1024話
俊洋の部屋もほぼ完成し、凱央と悠助の部屋の壁紙と天井の施工が終わり、雄太宅の子供達は新しい生活が始まろうとしていた。
春香は、毎日子供達が寝静まってから少しずつ、悠助の入学準備と俊洋の入園準備を出来る範囲でしていた。
(えっと……。これとこれ……。うん。後は教科書とか入学式が終わってからだよね)
春香は『ときお』から『ゆうすけ』と名前を書き換えたお道具箱をそっと撫でた。
(ふふふ。悠助は本当に凱央が好きなんだなぁ〜)
お古のお道具箱の傍には理保の手作りの新しい袋が置いてある。
二月の半ば、俊洋の部屋を造るのと同時に凱央と悠助の部屋の壁や天井を張り替える前の事だ。
自分の荷物を空きスペースに移動させていた凱央が要る物と要らない物を仕分けていた所に来た悠助の目に止まったのは黄色の箱だ。
「ニイチャン。コレナニ?」
「お道具箱だよ。ぼくはもう使わないんだけど、すてるのもどうかなって考えてたんだ」
「ガッコウデツカウヤツ?」
「そう。一年生の算数に使うやつだよ」
そう言って凱央はお道具箱を床に置いて蓋を開けた。中には赤や黄色などの算数用の教材が綺麗に並べられていた。
「コレ、ボクモツカウノ?」
「うん。一年生の内は使うと思うよ」
「ジャア、モラッテモイイ?」
「良いよ。じゃあ、ママに『もらった』って言っといで」
「ウンっ! アリガトウ」
悠助は凱央からもらったお道具箱を抱えて階下へと向かった。
「マーマァ〜。コレ、トキオニイチャンニモラッタ〜」
「え? あ、凱央のお道具箱じゃない」
「ウン。ボクネ、コレガッコウニモッテイク」
「え? お古で良いの?」
「ウンっ!」
確かに凱央は丁寧に使っていたし、数も揃っているが、お古を使わせるのもなと春香は考えていたが、悠助が満面の笑みを浮かべ頷いたのだ。
「じゃあ、名前を書き換えるからママが預かるね」
「ウン。オネガイネ、マーマ」
預かった春香は後日学校に電話をして、お道具箱の中身が大幅に変わるかを訊ねた。
そして、箱の絵柄以外は変わりがないというので、一つ一つ名前を書き換えたのだ。
「あれ? まだ起きてたのか?」
「あ、雄太くん。どうしたの?」
リビングのドアが開き雄太が入ってきて、リビングテーブルの上に広げられた細々な物を手に取った。
「これ、悠助と俊洋の……だよな?」
「うん。今回は二人分だから、お義母さんにもいっぱい手伝ってもらっちゃった」
お裾分けをもって来た理保がダイニングテーブルの上に広げられた物を見て目を丸くしたのだ。

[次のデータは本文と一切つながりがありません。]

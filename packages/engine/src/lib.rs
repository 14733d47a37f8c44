#![cfg_attr(feature = "fail-on-warnings", deny(warnings))]
#![warn(clippy::all, clippy::pedantic, clippy::nursery, clippy::cargo)]
#![allow(clippy::multiple_crate_versions, clippy::cargo_common_metadata)]

//! The health-risk engine facade.
//!
//! [`Engine`] ties the gazetteer, the hazard assessors, and the forecast
//! model together behind the two caller operations: assess a place now,
//! and forecast it some days ahead. Both take an already-fetched
//! [`HazardSnapshot`] and never perform I/O.
//!
//! [`HealthRiskService`] is the async layer on top: it owns one cached
//! provider per feed, fetches them concurrently, and hands the snapshot
//! to the engine.
//!
//! [`HazardSnapshot`]: health_risk_hazard_models::HazardSnapshot

pub mod config;
pub mod engine;
pub mod service;

pub use config::{EngineConfig, ProviderSettings};
pub use engine::Engine;
pub use service::HealthRiskService;

use health_risk_forecast::SettingsError;
use health_risk_geo::GazetteerError;
use health_risk_hazard::PolicyError;
use thiserror::Error;

/// Errors raised while loading or validating configuration.
#[derive(Debug, Error)]
pub enum ConfigError {
    /// The config file could not be read.
    #[error("Config I/O error: {0}")]
    Io(#[from] std::io::Error),

    /// The TOML document could not be parsed.
    #[error("Config parse error: {0}")]
    Parse(#[from] toml::de::Error),

    /// The assessment policy is inconsistent.
    #[error("Invalid assessment policy: {0}")]
    Policy(#[from] PolicyError),

    /// The forecast settings are inconsistent.
    #[error("Invalid forecast settings: {0}")]
    Settings(#[from] SettingsError),

    /// The gazetteer override could not be loaded.
    #[error("Invalid gazetteer: {0}")]
    Gazetteer(#[from] GazetteerError),

    /// Provider calls would time out immediately.
    #[error("provider.timeout_secs must be at least 1")]
    ZeroProviderTimeout,
}

/// Errors surfaced to engine callers.
#[derive(Debug, Error)]
pub enum EngineError {
    /// The forecast horizon is outside `1..=max`.
    #[error("Forecast horizon must be between 1 and {max} days, got {days}")]
    InvalidHorizon {
        /// The requested horizon.
        days: i64,
        /// The configured maximum.
        max: u32,
    },

    /// The engine could not be configured.
    #[error(transparent)]
    Config(#[from] ConfigError),
}
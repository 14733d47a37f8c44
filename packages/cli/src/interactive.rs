//! Menu-driven mode, entered when no subcommand is given.

use std::path::PathBuf;

use dialoguer::{Input, Select};

use crate::{App, Cli, build_app};

/// Actions offered by the interactive menu.
enum Action {
    Assess,
    Forecast,
    Ask,
    Quit,
}

impl Action {
    const ALL: &[Self] = &[Self::Assess, Self::Forecast, Self::Ask, Self::Quit];

    #[must_use]
    const fn label(&self) -> &'static str {
        match self {
            Self::Assess => "Assess a place now",
            Self::Forecast => "Forecast a place",
            Self::Ask => "Ask a question",
            Self::Quit => "Quit",
        }
    }
}

fn optional(text: &str) -> Option<String> {
    let trimmed = text.trim();
    (!trimmed.is_empty()).then(|| trimmed.to_string())
}

/// Runs the interactive menu until the user quits.
///
/// # Errors
///
/// Returns an error if a prompt fails or the engine cannot be configured.
/// Invalid forecast horizons are reported and the menu continues.
pub async fn run(cli: &Cli) -> Result<(), Box<dyn std::error::Error>> {
    println!("Health Risk");
    println!();

    let snapshot = match &cli.snapshot {
        Some(path) => path.clone(),
        None => PathBuf::from(
            Input::<String>::new()
                .with_prompt("Hazard snapshot file")
                .interact_text()?,
        ),
    };
    let app: App = build_app(cli, snapshot)?;

    let labels: Vec<&str> = Action::ALL.iter().map(Action::label).collect();

    loop {
        println!();
        let idx = Select::new()
            .with_prompt("What would you like to do?")
            .items(&labels)
            .default(0)
            .interact()?;

        let result = match Action::ALL[idx] {
            Action::Assess => {
                let place: String = Input::new()
                    .with_prompt("Place (blank for region-wide)")
                    .allow_empty(true)
                    .interact_text()?;
                app.assess(optional(&place).as_deref()).await
            }
            Action::Forecast => {
                let place: String = Input::new()
                    .with_prompt("Place (blank for region-wide)")
                    .allow_empty(true)
                    .interact_text()?;
                let max = app.service.engine().max_horizon_days();
                let days: i64 = Input::new()
                    .with_prompt(format!("Days ahead (1-{max})"))
                    .default(3)
                    .validate_with(|days: &i64| -> Result<(), String> {
                        if (1..=i64::from(max)).contains(days) {
                            Ok(())
                        } else {
                            Err(format!("Enter a number of days from 1 to {max}"))
                        }
                    })
                    .interact_text()?;
                app.forecast(optional(&place).as_deref(), days).await
            }
            Action::Ask => {
                let message: String = Input::new().with_prompt("Question").interact_text()?;
                app.ask(&message).await
            }
            Action::Quit => return Ok(()),
        };

        if let Err(e) = result {
            eprintln!("Error: {e}");
        }
    }
}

『春香さん。俊洋と美理愛の世話をやきながらじゃ大変でしょう?』
優しく微笑んだ理保は一緒に昼食を食べてから、名前の書き換えを手伝ってくれた上に、後日お道具箱の新しい袋と雑巾をたくさん作ってきてくれた。
「母さん、春香と孫達の世話するのが楽しいんだな」
「私、お義母さんがお隣にいてくださって本当に助かってるの。私や子供達が体調が悪い時も、雄太くんが海外遠征に行ってる時も寄り添ってくださってるから」
雄太が安心して海外遠征に行けるのも理保が春香と仲が良くしてくれているからだ。
一緒に家庭菜園をしたり、お互いにオカズをお裾分けしたり、春香がマッサージをしたりして良い関係を築けている。
「そうか。俺がもっと手伝ってやれれば良いけど……」
「雄太くんは凱央との番組の事で忙しいんだから」
「まぁ、それはそうだけど」
凱央が騎手になる夢を叶える為に頑張る姿を追う特番の話はしっかりと進んでいる。
「私、楽しみにしてるんだぁ〜。小さい頃の雄太くんが出ていた番組とかを見るような気持ちになれるって思って」
「正直、俺より凱央のほうがしっかりしてるし、乗馬を始めるのも凱央のほうが早いしな。凱央がデビューしたら負けないように、今よりずっと頑張らなきゃって思ってるんだからな?」
雄太が乗馬教室に通い始めたのは小学生になってからだ。
凱央や悠助のように幼稚園児の頃から乗っていた訳じゃない。
「ふふふ。私はもちろん雄太くんも応援するからね」
「ああ」
凱央がデビューする頃に雄太が現役でいるとも限らないが、それでもヤル気が湧き上がってくる雄太だった。